Exercise brief:
The required lines are those that contain "unwrap"; pull them out of the data and copy them.

Exercise data:
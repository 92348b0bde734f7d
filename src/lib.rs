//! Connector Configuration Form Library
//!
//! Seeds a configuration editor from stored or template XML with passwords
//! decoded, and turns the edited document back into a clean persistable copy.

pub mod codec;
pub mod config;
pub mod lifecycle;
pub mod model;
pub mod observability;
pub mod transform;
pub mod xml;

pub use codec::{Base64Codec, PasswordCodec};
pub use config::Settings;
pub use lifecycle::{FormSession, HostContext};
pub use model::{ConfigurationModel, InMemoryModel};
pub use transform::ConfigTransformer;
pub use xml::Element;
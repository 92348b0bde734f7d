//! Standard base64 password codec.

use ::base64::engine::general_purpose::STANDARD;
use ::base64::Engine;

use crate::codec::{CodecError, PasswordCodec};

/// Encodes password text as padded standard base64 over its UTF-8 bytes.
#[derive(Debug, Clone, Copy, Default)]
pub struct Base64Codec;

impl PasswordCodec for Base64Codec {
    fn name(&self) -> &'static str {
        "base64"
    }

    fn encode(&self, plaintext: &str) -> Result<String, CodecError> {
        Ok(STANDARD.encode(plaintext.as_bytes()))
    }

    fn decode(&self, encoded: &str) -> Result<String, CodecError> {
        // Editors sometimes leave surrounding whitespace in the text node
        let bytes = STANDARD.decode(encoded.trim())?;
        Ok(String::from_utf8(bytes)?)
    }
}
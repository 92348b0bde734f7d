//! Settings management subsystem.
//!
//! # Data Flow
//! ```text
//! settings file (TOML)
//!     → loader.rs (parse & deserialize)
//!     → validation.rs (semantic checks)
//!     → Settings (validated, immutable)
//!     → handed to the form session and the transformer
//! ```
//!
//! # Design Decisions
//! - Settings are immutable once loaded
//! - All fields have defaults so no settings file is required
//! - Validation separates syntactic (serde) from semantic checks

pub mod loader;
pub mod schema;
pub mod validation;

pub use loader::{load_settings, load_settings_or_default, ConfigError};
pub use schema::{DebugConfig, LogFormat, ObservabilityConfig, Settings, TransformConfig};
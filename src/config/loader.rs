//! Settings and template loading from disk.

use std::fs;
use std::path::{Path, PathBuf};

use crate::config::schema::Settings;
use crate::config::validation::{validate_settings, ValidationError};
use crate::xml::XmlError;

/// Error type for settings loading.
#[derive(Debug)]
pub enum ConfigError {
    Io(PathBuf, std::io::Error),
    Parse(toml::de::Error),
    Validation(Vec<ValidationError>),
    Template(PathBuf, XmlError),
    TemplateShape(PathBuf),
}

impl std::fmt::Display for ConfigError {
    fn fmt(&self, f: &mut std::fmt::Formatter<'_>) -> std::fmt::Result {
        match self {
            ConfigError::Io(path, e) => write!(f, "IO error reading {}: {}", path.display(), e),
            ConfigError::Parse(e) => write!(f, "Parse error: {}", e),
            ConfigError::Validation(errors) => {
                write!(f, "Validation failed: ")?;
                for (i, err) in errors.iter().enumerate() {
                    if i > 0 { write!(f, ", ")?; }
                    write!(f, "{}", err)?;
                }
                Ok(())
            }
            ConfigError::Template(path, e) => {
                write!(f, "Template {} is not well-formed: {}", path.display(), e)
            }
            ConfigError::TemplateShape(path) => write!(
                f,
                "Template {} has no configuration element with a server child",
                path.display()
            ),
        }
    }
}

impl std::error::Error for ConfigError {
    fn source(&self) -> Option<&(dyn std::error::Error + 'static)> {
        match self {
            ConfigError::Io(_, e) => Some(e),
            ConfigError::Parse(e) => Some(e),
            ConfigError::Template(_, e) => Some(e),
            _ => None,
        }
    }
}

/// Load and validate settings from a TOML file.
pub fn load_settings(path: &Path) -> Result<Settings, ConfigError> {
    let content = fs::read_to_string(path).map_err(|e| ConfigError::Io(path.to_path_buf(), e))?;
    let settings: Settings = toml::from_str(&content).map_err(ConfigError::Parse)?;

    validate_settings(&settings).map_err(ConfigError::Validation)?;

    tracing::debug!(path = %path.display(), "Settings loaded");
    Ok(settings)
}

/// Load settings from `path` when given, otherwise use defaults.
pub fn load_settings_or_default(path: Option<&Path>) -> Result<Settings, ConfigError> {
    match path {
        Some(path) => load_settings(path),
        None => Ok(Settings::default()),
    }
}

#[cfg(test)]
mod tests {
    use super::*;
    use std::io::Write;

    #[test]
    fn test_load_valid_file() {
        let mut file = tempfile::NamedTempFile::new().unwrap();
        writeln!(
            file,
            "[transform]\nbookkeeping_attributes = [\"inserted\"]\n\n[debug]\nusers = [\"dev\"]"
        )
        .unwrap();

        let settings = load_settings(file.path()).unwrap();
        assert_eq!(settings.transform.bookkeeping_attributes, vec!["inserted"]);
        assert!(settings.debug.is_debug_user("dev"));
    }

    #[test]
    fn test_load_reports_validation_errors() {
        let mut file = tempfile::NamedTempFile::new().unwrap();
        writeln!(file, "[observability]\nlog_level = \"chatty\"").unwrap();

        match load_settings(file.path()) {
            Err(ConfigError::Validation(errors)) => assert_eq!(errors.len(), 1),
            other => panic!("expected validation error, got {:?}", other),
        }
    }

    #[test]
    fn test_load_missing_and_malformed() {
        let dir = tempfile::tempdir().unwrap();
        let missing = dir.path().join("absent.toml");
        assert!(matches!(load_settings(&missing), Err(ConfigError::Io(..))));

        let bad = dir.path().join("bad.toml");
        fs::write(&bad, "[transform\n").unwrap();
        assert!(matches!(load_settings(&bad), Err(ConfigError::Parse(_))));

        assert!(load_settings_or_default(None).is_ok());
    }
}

Written response:
        let mut file = tempfile::NamedTempFile::new().unwrap();
        .unwrap();
        let settings = load_settings(file.path()).unwrap();
        let mut file = tempfile::NamedTempFile::new().unwrap();
        writeln!(file, "[observability]\nlog_level = \"chatty\"").unwrap();
        let dir = tempfile::tempdir().unwrap();
        fs::write(&bad, "[transform\n").unwrap();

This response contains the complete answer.